# Sky+



## Jesper (22 Jun 2006)

Anyone here have this? Any views on it good, bad or indifferent? I see that there's no need for tapes when recording but when you want to hang on to something for posterity do you then have to download the programmes to tape / DVD?


----------



## slave1 (22 Jun 2006)

its fantastic, especially when you have your sky box split around the house, you can tape or watch anything from any room, the series link tape option is great, no fiddling with tapes etc
If you want you can record to VHS/DVD if you have either hooked up, thats the way to keep the recordings indefinitely


----------



## Jesper (22 Jun 2006)

Thanks slave1 - I saw a flyer for Sky+ over the weekend and wondered if it would be worth getting installed - sounds like something that will prove indispensible once yeh get used to it


----------



## slave1 (22 Jun 2006)

would also add that the SkyHD box has all the Sky+ features with 160gig recording space so if you were thinking of the HD route it has future proofing


----------



## HighFlier (23 Jun 2006)

If you go to Sky + you will never go back. Crystal Clear recordings, Series Link, Live pause, Record two channels at once etc. etc.


----------



## GreatDane (23 Jun 2006)

Hi

Out of interest, are Sky charging more here in Ireland, for the Sky+ box & service, than in the UK ?  (I had heard this recently from someone, but not had a chance to confirm it - past experience with Sky did some similiar situations on other products / services)

Many thanks

G>


----------



## redo (24 Jun 2006)

There are rumours that sky will drop the HD charge in a couple of months if you subscribe to a premium package.  I'd say there will be a huge marking blitz for the Ryder Cup.  "Subscribe to the sports and get the Ryder Cup in HD for free". etc.


----------



## CCOVICH (24 Jun 2006)

Yep, I'm hoping the Sky HD package drops in price in the next few months.  Will hopefully be in a position to get a dish in the next few months, was going to get Sky+, but would rather get HD (as long as the price drops)

I would be getting all premium content (sports and movies).


----------



## MonsieurBond (26 Jun 2006)

Jesper said:
			
		

> Anyone here have this? Any views on it good, bad or indifferent? I see that there's no need for tapes when recording but when you want to hang on to something for posterity do you then have to download the programmes to tape / DVD?



I see that no one has answered your question about archiving - yes, you need a separate DVD recorder if you wish to keep the programs permanently.
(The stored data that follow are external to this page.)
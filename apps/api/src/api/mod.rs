// API layer module (adapters for controllers)
// Follows Hexagonal Architecture - API is an adapter

pub mod errors;
pub mod handlers;
pub mod middleware;
pub mod routes;

pub use routes::build_router;
use serde::{Deserialize, Serialize};
use std::fmt;
use std::str::FromStr;

/// Email value object representing a valid email address
///
/// # Invariants
/// - Must contain '@' character with a non-empty local part and domain
/// - Must be at least 3 characters long
/// - Stored lowercased and trimmed
#[derive(Debug, Clone, PartialEq, Eq, Hash, Serialize, Deserialize)]
#[serde(try_from = "String", into = "String")]
pub struct Email(String);

impl Email {
    /// Creates a new Email value object
    ///
    /// # Example
    /// ```
    /// use marketplace_api::domain::user::value_objects::Email;
    ///
    /// let email = Email::new(" Ana@Example.com ").expect("valid email");
    /// assert_eq!(email.as_str(), "ana@example.com");
    /// ```
    pub fn new(email: impl Into<String>) -> Result<Self, String> {
        let email = email.into().trim().to_lowercase();
        if Self::is_valid(&email) {
            Ok(Email(email))
        } else {
            Err(format!("Invalid email: {}", email))
        }
    }

    fn is_valid(email: &str) -> bool {
        if email.len() < 3 || email.chars().any(char::is_whitespace) {
            return false;
        }
        match email.split_once('@') {
            Some((local, domain)) => !local.is_empty() && !domain.is_empty() && !domain.contains('@'),
            None => false,
        }
    }

    /// Returns the email as a string slice
    pub fn as_str(&self) -> &str {
        &self.0
    }
}

impl fmt::Display for Email {
    fn fmt(&self, f: &mut fmt::Formatter) -> fmt::Result {
        write!(f, "{}", self.0)
    }
}

impl TryFrom<String> for Email {
    type Error = String;

    fn try_from(value: String) -> Result<Self, Self::Error> {
        Email::new(value)
    }
}

impl From<Email> for String {
    fn from(email: Email) -> Self {
        email.0
    }
}

/// Account kind exposed to clients
#[derive(Debug, Clone, Copy, PartialEq, Eq, Serialize, Deserialize)]
#[serde(rename_all = "lowercase")]
pub enum UserType {
    Viewer,
    Provider,
}

impl fmt::Display for UserType {
    fn fmt(&self, f: &mut fmt::Formatter<'_>) -> fmt::Result {
        match self {
            UserType::Viewer => write!(f, "viewer"),
            UserType::Provider => write!(f, "provider"),
        }
    }
}

/// Brazilian taxpayer document kind
///
/// CPF identifies an individual, CNPJ a company.
#[derive(Debug, Clone, Copy, PartialEq, Eq, Serialize, Deserialize)]
#[serde(rename_all = "UPPERCASE")]
pub enum DocumentType {
    Cpf,
    Cnpj,
}

impl DocumentType {
    /// Minimum number of digits accepted for this document kind
    pub fn min_digits(&self) -> usize {
        match self {
            DocumentType::Cpf => 11,
            DocumentType::Cnpj => 14,
        }
    }
}

impl fmt::Display for DocumentType {
    fn fmt(&self, f: &mut fmt::Formatter<'_>) -> fmt::Result {
        match self {
            DocumentType::Cpf => write!(f, "CPF"),
            DocumentType::Cnpj => write!(f, "CNPJ"),
        }
    }
}

impl FromStr for DocumentType {
    type Err = String;

    fn from_str(s: &str) -> Result<Self, Self::Err> {
        match s.to_ascii_uppercase().as_str() {
            "CPF" => Ok(DocumentType::Cpf),
            "CNPJ" => Ok(DocumentType::Cnpj),
            _ => Err(format!("Unknown document type: {}", s)),
        }
    }
}

/// Validates a document number against its type.
///
/// Only the digit count is checked (no check-digit verification). Punctuation
/// such as `.`, `-` and `/` is ignored. Returns the digits-only form.
pub fn normalize_document_number(
    document_type: DocumentType,
    number: &str,
) -> Result<String, String> {
    let digits: String = number.chars().filter(|c| c.is_ascii_digit()).collect();
    let stray = number
        .chars()
        .any(|c| !(c.is_ascii_digit() || matches!(c, '.' | '-' | '/' | ' ')));
    if stray {
        return Err(format!("{} must contain only digits", document_type));
    }
    if digits.len() < document_type.min_digits() {
        return Err(format!(
            "{} must have at least {} digits",
            document_type,
            document_type.min_digits()
        ));
    }
    Ok(digits)
}

/// Subscription tier
#[derive(Debug, Clone, Copy, PartialEq, Eq, Serialize, Deserialize)]
pub enum PlanType {
    A,
    B,
}

impl fmt::Display for PlanType {
    fn fmt(&self, f: &mut fmt::Formatter<'_>) -> fmt::Result {
        match self {
            PlanType::A => write!(f, "A"),
            PlanType::B => write!(f, "B"),
        }
    }
}

impl FromStr for PlanType {
    type Err = String;

    fn from_str(s: &str) -> Result<Self, Self::Err> {
        match s {
            "A" | "a" => Ok(PlanType::A),
            "B" | "b" => Ok(PlanType::B),
            _ => Err(format!("Unknown plan type: {}", s)),
        }
    }
}

/// Payment state of a provider's plan
///
/// # Status Transitions
/// ```text
/// Inactive -> Pending -> Active -> Inactive
/// ```
#[derive(Debug, Clone, Copy, PartialEq, Eq, Serialize, Deserialize)]
#[serde(rename_all = "lowercase")]
pub enum PlanStatus {
    Inactive,
    Pending,
    Active,
}

impl fmt::Display for PlanStatus {
    fn fmt(&self, f: &mut fmt::Formatter<'_>) -> fmt::Result {
        match self {
            PlanStatus::Inactive => write!(f, "inactive"),
            PlanStatus::Pending => write!(f, "pending"),
            PlanStatus::Active => write!(f, "active"),
        }
    }
}

impl FromStr for PlanStatus {
    type Err = String;

    fn from_str(s: &str) -> Result<Self, Self::Err> {
        match s {
            "inactive" => Ok(PlanStatus::Inactive),
            "pending" => Ok(PlanStatus::Pending),
            "active" => Ok(PlanStatus::Active),
            _ => Err(format!("Unknown plan status: {}", s)),
        }
    }
}

/// Postal address of a provider
#[derive(Debug, Clone, Default, PartialEq, Eq, Serialize, Deserialize)]
#[serde(rename_all = "camelCase")]
pub struct Location {
    #[serde(default)]
    pub address: String,
    #[serde(default)]
    pub city: String,
    #[serde(default)]
    pub state: String,
    #[serde(default)]
    pub zip_code: String,
}

impl Location {
    /// True when every address component is filled in
    pub fn is_complete(&self) -> bool {
        [&self.address, &self.city, &self.state, &self.zip_code]
            .iter()
            .all(|part| !part.trim().is_empty())
    }
}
However, not all DVD recorders will allow you to record the full signal with 5.1 surround sound. And, if you go for the Sky+ HD option, as for _recording _HD content onto disc - forget it for now, as there are two competing high definition disc formats and neither will have a recordable home player out until next year and they will be expensive for a while (another year or two anyway).


----------



## hotlips (27 Jun 2006)

There's an offer at the moment until the 29th June for a free Sky+ box. From the small print though, I think it's only for brand new Sky customers, no good to you if you are already a Sky customer.
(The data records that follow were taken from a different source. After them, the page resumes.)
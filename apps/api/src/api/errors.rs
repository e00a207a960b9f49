use axum::{
    extract::rejection::{JsonRejection, PathRejection, QueryRejection},
    http::StatusCode,
    response::{IntoResponse, Response},
    Json,
};
use serde_json::json;

use crate::domain::errors::{AppError, FieldError};

/// API error type with HTTP status code, machine-readable kind and message
#[derive(Debug)]
pub struct ApiError {
    pub status: StatusCode,
    pub kind: &'static str,
    pub message: String,
    pub fields: Vec<FieldError>,
}

impl ApiError {
    /// Creates a new API error
    pub fn new(status: StatusCode, kind: &'static str, message: impl Into<String>) -> Self {
        Self {
            status,
            kind,
            message: message.into(),
            fields: Vec::new(),
        }
    }

    /// Creates a 400 Bad Request error
    pub fn bad_request(message: impl Into<String>) -> Self {
        Self::new(StatusCode::BAD_REQUEST, "validation_error", message)
    }

    /// Creates a 401 Unauthorized error
    pub fn unauthorized(message: impl Into<String>) -> Self {
        Self::new(StatusCode::UNAUTHORIZED, "unauthorized", message)
    }

    /// Creates a 404 Not Found error
    pub fn not_found(message: impl Into<String>) -> Self {
        Self::new(StatusCode::NOT_FOUND, "not_found", message)
    }
}

impl From<AppError> for ApiError {
    fn from(err: AppError) -> Self {
        let kind = err.kind();
        match err {
            AppError::Validation(fields) => Self {
                status: StatusCode::BAD_REQUEST,
                kind,
                message: fields
                    .first()
                    .map(|f| f.message.clone())
                    .unwrap_or_else(|| "Invalid request".to_string()),
                fields,
            },
            AppError::Unauthorized(msg) => Self::new(StatusCode::UNAUTHORIZED, kind, msg),
            AppError::Forbidden(msg) => Self::new(StatusCode::FORBIDDEN, kind, msg),
            AppError::NotFound(msg) => Self::new(StatusCode::NOT_FOUND, kind, msg),
            AppError::InvalidState(msg) | AppError::Conflict(msg) => {
                Self::new(StatusCode::CONFLICT, kind, msg)
            }
            AppError::PolicyViolation(msg) => {
                Self::new(StatusCode::UNPROCESSABLE_ENTITY, kind, msg)
            }
            AppError::ExternalService(msg) => {
                tracing::warn!(error = %msg, "external service failure");
                Self::new(
                    StatusCode::BAD_GATEWAY,
                    kind,
                    "Payment provider unavailable, please try again",
                )
            }
            AppError::Internal(msg) => {
                tracing::error!(error = %msg, "internal error");
                Self::new(StatusCode::INTERNAL_SERVER_ERROR, kind, "Internal server error")
            }
        }
    }
}

impl From<JsonRejection> for ApiError {
    fn from(rejection: JsonRejection) -> Self {
        Self::bad_request(rejection.body_text())
    }
}

impl From<QueryRejection> for ApiError {
    fn from(rejection: QueryRejection) -> Self {
        Self::bad_request(rejection.body_text())
    }
}

impl From<PathRejection> for ApiError {
    fn from(rejection: PathRejection) -> Self {
        Self::bad_request(rejection.body_text())
    }
}

impl IntoResponse for ApiError {
    fn into_response(self) -> Response {
        let mut body = json!({
            "success": false,
            "error": self.kind,
            "message": self.message,
        });
        if !self.fields.is_empty() {
            body["fields"] = json!(self.fields);
        }

        (self.status, Json(body)).into_response()
    }
}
We have it and love it. We just bought a 250GB disk upgrade for it though as we have one of the old boxes which just had 20 hours of recording. It filled up pretty quickly.


----------



## rkeane (28 Jun 2006)

I was thinking of just hooking up a pc with tv tuner onto the back of the box and record that way and burn onto dvds if i needed them.  i want it for matches that i miss (yeah right as if i miss them) or movies.  The sky+ might make it easier and clearer but right now its cheaper to just plug in a pc.


----------



## The Punter (28 Jun 2006)

Am I right in saying that you cant record from sky movies with sky+ ?


----------



## Mr Flapjack (28 Jun 2006)

Punter, 
You can record anything with sky+, even sky movies. If you have a phone line hooked up enabling Box office purchases, you can set a box office movie to record. if you don;t watch it within a week (i think), you don't get charged. Sky+ is an absolute must. I don't think I've seen a tv ad in months. I record everything and watch it later so can fast forward through the ads. Magic. Complete pain in the This post will be deleted if not edited to remove bad language ordering it though but once its in, you'll forget about all the hardships.


----------



## redo (28 Jun 2006)

Mr Flapjack said:
			
		

> Punter,
> You can record anything with sky+, even sky movies. If you have a phone line hooked up enabling Box office purchases, you can set a box office movie to record. if you don;t watch it within a week (i think), you don't get charged. Sky+ is an absolute must. I don't think I've seen a tv ad in months. I record everything and watch it later so can fast forward through the ads. Magic. Complete pain in the This post will be deleted if not edited to remove bad language ordering it though but once its in, you'll forget about all the hardships.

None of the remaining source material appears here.